Iowa Supreme Court makes a call for the State in ‘Field of Dreams’ film case

By: Rox Laird on January 22nd, 2018

The Iowa Economic Development Authority had the authority to claw back tax credits approved for a documentary film about Iowa’s mystical Field of Dreams baseball story, the Iowa Supreme Court said in a ruling handed down Jan. 19.

The Economic Development Authority revoked economic-development tax credits it had approved for Ghost Player, a film company making a documentary called “Field of Dreams Ghost Players,” after a State investigation concluded that financial support for the project had been fabricated to inflate the value of credits by $250,000.

Ghost Player sued, and the Polk County District Court ruled in its favor, saying the State was precluded from revoking the tax credits because the Economic Development Authority’s initial approval of the credits was a final agency decision.

The Supreme Court, in a unanimous decision by Justice Brent Appel, disagreed and overturned the lower court.

The issue is a matter of administrative procedure: Was the Economic Development Authority precluded, as a matter of law, from reversing its earlier approval and clawing back the tax credits? Ghost Player argued it was, because the original approval of tax credits was a final agency decision. The State argued that its action approving the credits was an administrative, not an adjudicative, process, and thus subject to reconsideration.

In siding with the State, the Supreme Court cited two of its own precedents – Bennett v. MC and George v. Zinser – which tied the legal doctrine of claim preclusion to judicial-style actions that have procedural rights for applicants and an adversarial process, as opposed to administrative actions that have neither.

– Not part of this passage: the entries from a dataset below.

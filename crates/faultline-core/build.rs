//! Build script for faultline-core
//!
//! Checks system requirements before compilation:
//! - Minimum Rust version (Edition 2021 = Rust 1.56.0+)
//! - Platform support (the trap has native implementations for Linux and
//!   macOS only)

fn main()
{
    // Check minimum Rust version
    // Edition 2021 requires Rust 1.56.0
    if let Ok(rustc_version) = rustc_version::version() {
        let min_rust_version = rustc_version::Version::parse("1.56.0").unwrap();

        if rustc_version < min_rust_version {
            panic!(
                "faultline-core requires Rust {} or newer (Edition 2021), found {}",
                min_rust_version, rustc_version
            );
        }
    } else {
        // If we can't get version (e.g., in some build environments), just warn
        println!("cargo:warning=could not verify Rust version");
    }

    // The exception trap only has native backends for Linux and macOS. Other
    // targets still build: every collection operation degrades to empty
    // results, and enabling the handler reports an unsupported platform.
    let target_os = std::env::var("CARGO_CFG_TARGET_OS").unwrap_or_default();
    if target_os != "linux" && target_os != "macos" {
        println!("cargo:warning=faultline-core: no native fault trap for target OS `{target_os}`");
    }
}
//! Resolved-symbol records.

use super::{Address, FixedString};

/// Symbol information for one instruction address.
///
/// A transient, per-query result: it is filled by `SymbolLookup` and never
/// persisted beyond the call that produced it. The module association is a
/// plain index into the lookup's module cache; a `SymbolInfo` never owns or
/// extends the lifetime of a module record.
///
/// Unresolvable addresses still produce a populated record: the module index
/// if any module's range contains the address, and empty function/file
/// fields. Lookup never fails with an error.
#[derive(Debug, Clone, Copy, PartialEq, Eq)]
pub struct SymbolInfo
{
    /// The queried instruction address.
    pub address: Address,
    /// Size of the enclosing function in bytes, 0 when unknown.
    pub size: u64,
    /// Index into the module cache, `None` when no module contains `address`.
    pub module_index: Option<usize>,
    /// Demangled function name (empty when unresolved).
    pub function: FixedString<128>,
    /// Byte offset of `address` from the function entry point.
    pub function_offset: Option<u64>,
    /// Source file path (empty when line info is unavailable).
    pub file_path: FixedString<256>,
    /// Source line number, if known.
    pub file_line: Option<u32>,
}

impl SymbolInfo
{
    /// An unresolved record for `address`.
    pub fn unresolved(address: Address) -> Self
    {
        Self {
            address,
            size: 0,
            module_index: None,
            function: FixedString::new(),
            function_offset: None,
            file_path: FixedString::new(),
            file_line: None,
        }
    }

    /// Returns `true` if a function name was resolved.
    pub fn has_function(&self) -> bool
    {
        !self.function.is_empty()
    }

    /// Returns `true` if file/line information was resolved.
    pub fn has_source_location(&self) -> bool
    {
        !self.file_path.is_empty()
    }
}

impl Default for SymbolInfo
{
    fn default() -> Self
    {
        Self::unresolved(Address::ZERO)
    }
}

Justice Appel said the Iowa Supreme Court has not used a bright-line rule in these cases, but the Iowa statute and the administrative rules regulating the film tax credits in this case clearly show the agency’s original action was an administrative, not adjudicative, proceeding.

“Adjudications are ordinarily a three-cornered proposition, with contesting parties jousting before a passive third-party tribunal,” Appel wrote. “Here, the parties were binary. There were no adversaries making arguments and proving their cases before a third party as is generally required for adjudication. The IDED staff were acting more like tax accountants than adjudicators.”

Thus, in this case, the umpire’s call goes to the State.

Search ends at personal belongings in a targeted-warrant case, the Iowa Supreme Court rules

By: Rox Laird on January 11th, 2018

Danielle Brown was one of five people in the bedroom of a house when a Des Moines police SWAT team swarmed in to execute a warrant naming a male occupant of the house to be searched for drugs and weapons. Brown was not named in the warrant but police searched her purse and found a small amount of marijuana inside.

She was subsequently convicted of possession of marijuana.

The Iowa Supreme Court Jan. 5 reversed a ruling of the Polk County District Court admitting evidence from the search of Brown’s purse, however, saying it violated the Iowa Constitution’s equivalent of the Fourth Amendment protection against unreasonable searches and seizures.

In an opinion written by Justice Brent Appel joined by Chief Justice Mark Cady and Justices David Wiggins and Daryl Hecht, the Court ruled that a person not named in a search warrant has an expectation of privacy for personal effects – such as a purse – that they effectively have in their possession.

Justice Thomas Waterman disagreed with the majority in a dissenting opinion joined by Justices Edward Mansfield and Bruce Zager that argued for a clear rule giving police officers flexibility in executing search warrants in such situations.

The U.S. Supreme Court has ruled that police with a valid search warrant may search entire premises, including containers. But they may not search a person who is not named in the warrant who happens to be present during the search. Federal and states courts are divided, however, on the question of whether a visitor’s personal effects, such as a purse, may be searched.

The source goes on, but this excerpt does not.